→ Assignment
Filter the entries below, keeping only lines with the word "clone".

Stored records
= Beginning of Section =

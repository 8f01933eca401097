// SPDX-License-Identifier: MIT
// Copyright (c) 2026 Alfred Jean LLC

#![allow(clippy::unwrap_used)]

use super::*;
use crate::config::RemoteConfig;
use crate::storage::test_helpers::{make_fine, make_new_fine};
use crate::storage::MemoryKv;
use crate::sync::test_helpers::{make_synchronizer, FakeRemote};
use finetrack_core::FineStatus;

fn local_service() -> FineService<FakeRemote> {
    FineService::local(RecordStore::new(Arc::new(MemoryKv::new())))
}

fn hybrid_service(remote: FakeRemote) -> FineService<FakeRemote> {
    FineService::hybrid(make_synchronizer(remote))
}

// Local mode

#[tokio::test]
async fn local_add_update_delete_scenario() {
    let service = local_service();
    assert!(service.load_fines().await.unwrap().is_empty());

    let added = service.add_fine(make_new_fine("High Street")).await.unwrap();
    assert_eq!(added.id.len(), 36);
    assert_eq!(added.title, "High Street");
    assert_eq!(added.amount, 60.0);

    let fines = service.load_fines().await.unwrap();
    assert_eq!(fines, vec![added.clone()]);

    let updated = service
        .update_fine(&added.id, FinePatch::status(FineStatus::Paid))
        .await
        .unwrap();
    assert_eq!(updated.status, FineStatus::Paid);
    assert_eq!(updated.title, "High Street");
    assert_eq!(service.get_fine(&added.id).await.unwrap(), updated);

    service.delete_fine(&added.id).await.unwrap();
    assert!(service.load_fines().await.unwrap().is_empty());
}

#[tokio::test]
async fn local_ids_are_unique() {
    let service = local_service();
    let a = service.add_fine(make_new_fine("A")).await.unwrap();
    let b = service.add_fine(make_new_fine("A")).await.unwrap();
    assert_ne!(a.id, b.id);
}

#[tokio::test]
async fn local_update_unknown_is_not_found() {
    let service = local_service();
    let err = service
        .update_fine("ghost", FinePatch::status(FineStatus::Paid))
        .await
        .unwrap_err();
    assert!(matches!(err, Error::FineNotFound(id) if id == "ghost"));
}

#[tokio::test]
async fn local_delete_unknown_succeeds() {
    let service = local_service();
    service.delete_fine("ghost").await.unwrap();
}

#[tokio::test]
async fn local_mode_reports_offline_and_no_sync() {
    let service = local_service();
    assert_eq!(service.mode(), StorageMode::Local);
    assert!(!service.is_online());
    assert_eq!(service.pending_count(), 0);
    assert!(service.sync_with_server().await.unwrap().is_none());
}

#[tokio::test]
async fn get_unknown_is_not_found() {
    let service = local_service();
    let err = service.get_fine("ghost").await.unwrap_err();
    assert!(matches!(err, Error::FineNotFound(_)));
}

// Remote mode

#[tokio::test]
async fn remote_mode_goes_straight_to_remote() {
    let remote = FakeRemote::new();
    let service = FineService::remote(remote.clone());

    let added = service.add_fine(make_new_fine("A")).await.unwrap();
    assert_eq!(remote.ids(), vec![added.id.clone()]);

    let updated = service
        .update_fine(&added.id, FinePatch::status(FineStatus::Disputed))
        .await
        .unwrap();
    assert_eq!(updated.status, FineStatus::Disputed);

    service.delete_fine(&added.id).await.unwrap();
    assert!(remote.fines().is_empty());
    assert_eq!(service.mode(), StorageMode::Remote);
    assert!(service.sync_with_server().await.unwrap().is_none());
}

#[tokio::test]
async fn remote_mode_update_404_is_not_found() {
    let service = FineService::remote(FakeRemote::new());
    let err = service
        .update_fine("ghost", FinePatch::status(FineStatus::Paid))
        .await
        .unwrap_err();
    assert!(matches!(err, Error::FineNotFound(id) if id == "ghost"));
}

#[tokio::test]
async fn remote_mode_delete_404_succeeds() {
    let service = FineService::remote(FakeRemote::new());
    service.delete_fine("ghost").await.unwrap();
}

#[tokio::test]
async fn remote_mode_errors_propagate() {
    let remote = FakeRemote::new();
    remote.set_reachable(false);
    let service = FineService::remote(remote);

    let err = service.load_fines().await.unwrap_err();
    assert!(matches!(err, Error::Remote(_)));
    assert!(!service.is_online());
    assert!(!service.check_connection().await);
}

// Hybrid mode

#[tokio::test]
async fn hybrid_add_offline_then_sync() {
    let remote = FakeRemote::new();
    remote.set_reachable(false);
    let service = hybrid_service(remote.clone());

    let added = service.add_fine(make_new_fine("Offline")).await.unwrap();
    assert!(!service.is_online());
    assert_eq!(service.pending_count(), 1);
    assert_eq!(service.load_fines().await.unwrap(), vec![added.clone()]);

    remote.set_reachable(true);
    let report = service.sync_with_server().await.unwrap().unwrap();

    assert!(report.reachable);
    assert_eq!(report.applied, 1);
    assert_eq!(service.pending_count(), 0);
    assert_eq!(remote.fines(), vec![added.clone()]);
    assert_eq!(service.load_fines().await.unwrap(), vec![added]);
}

#[tokio::test]
async fn hybrid_update_and_delete_online() {
    let remote = FakeRemote::new();
    let service = hybrid_service(remote.clone());

    let added = service.add_fine(make_new_fine("A")).await.unwrap();
    service
        .update_fine(&added.id, FinePatch::status(FineStatus::Paid))
        .await
        .unwrap();
    assert_eq!(remote.fines()[0].status, FineStatus::Paid);

    service.delete_fine(&added.id).await.unwrap();
    assert!(remote.fines().is_empty());
    assert!(service.load_fines().await.unwrap().is_empty());
    assert_eq!(service.pending_count(), 0);
}

#[tokio::test]
async fn hybrid_load_pulls_remote_state() {
    let remote = FakeRemote::with_fines(vec![make_fine("r1")]);
    let service = hybrid_service(remote);

    let fines = service.load_fines().await.unwrap();
    assert_eq!(fines.len(), 1);
    assert!(service.synchronizer().unwrap().store().contains("r1"));
}

#[tokio::test]
async fn hybrid_update_unknown_is_not_found() {
    let remote = FakeRemote::new();
    let service = hybrid_service(remote.clone());
    let err = service
        .update_fine("ghost", FinePatch::status(FineStatus::Paid))
        .await
        .unwrap_err();
    assert!(matches!(err, Error::FineNotFound(_)));
    assert_eq!(service.pending_count(), 0);
    assert_eq!(remote.calls(), 0);
}

// Construction from config

#[test]
fn from_config_selects_backend() {
    let kv: Arc<dyn KeyValueStore> = Arc::new(MemoryKv::new());

    let local = FineService::from_config(&Config::default(), Arc::clone(&kv)).unwrap();
    assert_eq!(local.mode(), StorageMode::Local);

    let remote = Some(RemoteConfig::new("http://127.0.0.1:9"));
    let config = Config::new(StorageMode::Hybrid, remote.clone()).unwrap();
    let hybrid = FineService::from_config(&config, Arc::clone(&kv)).unwrap();
    assert_eq!(hybrid.mode(), StorageMode::Hybrid);
    assert!(hybrid.synchronizer().is_some());

    let config = Config::new(StorageMode::Remote, remote).unwrap();
    let remote_only = FineService::from_config(&config, kv).unwrap();
    assert_eq!(remote_only.mode(), StorageMode::Remote);
    assert!(remote_only.is_online());
}

#[test]
fn from_config_rejects_missing_remote() {
    let kv: Arc<dyn KeyValueStore> = Arc::new(MemoryKv::new());
    let config = Config {
        mode: StorageMode::Hybrid,
        remote: None,
    };
    assert!(FineService::from_config(&config, kv).is_err());
}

= End of Section =

→ Exercise answer
    assert_eq!(fines, vec![added.clone()]);
    let service = FineService::remote(remote.clone());
    assert_eq!(remote.ids(), vec![added.id.clone()]);
    let service = hybrid_service(remote.clone());
    assert_eq!(service.load_fines().await.unwrap(), vec![added.clone()]);
    assert_eq!(remote.fines(), vec![added.clone()]);
    let service = hybrid_service(remote.clone());
    let service = hybrid_service(remote.clone());
    let local = FineService::from_config(&Config::default(), Arc::clone(&kv)).unwrap();
    let config = Config::new(StorageMode::Hybrid, remote.clone()).unwrap();
    let hybrid = FineService::from_config(&config, Arc::clone(&kv)).unwrap();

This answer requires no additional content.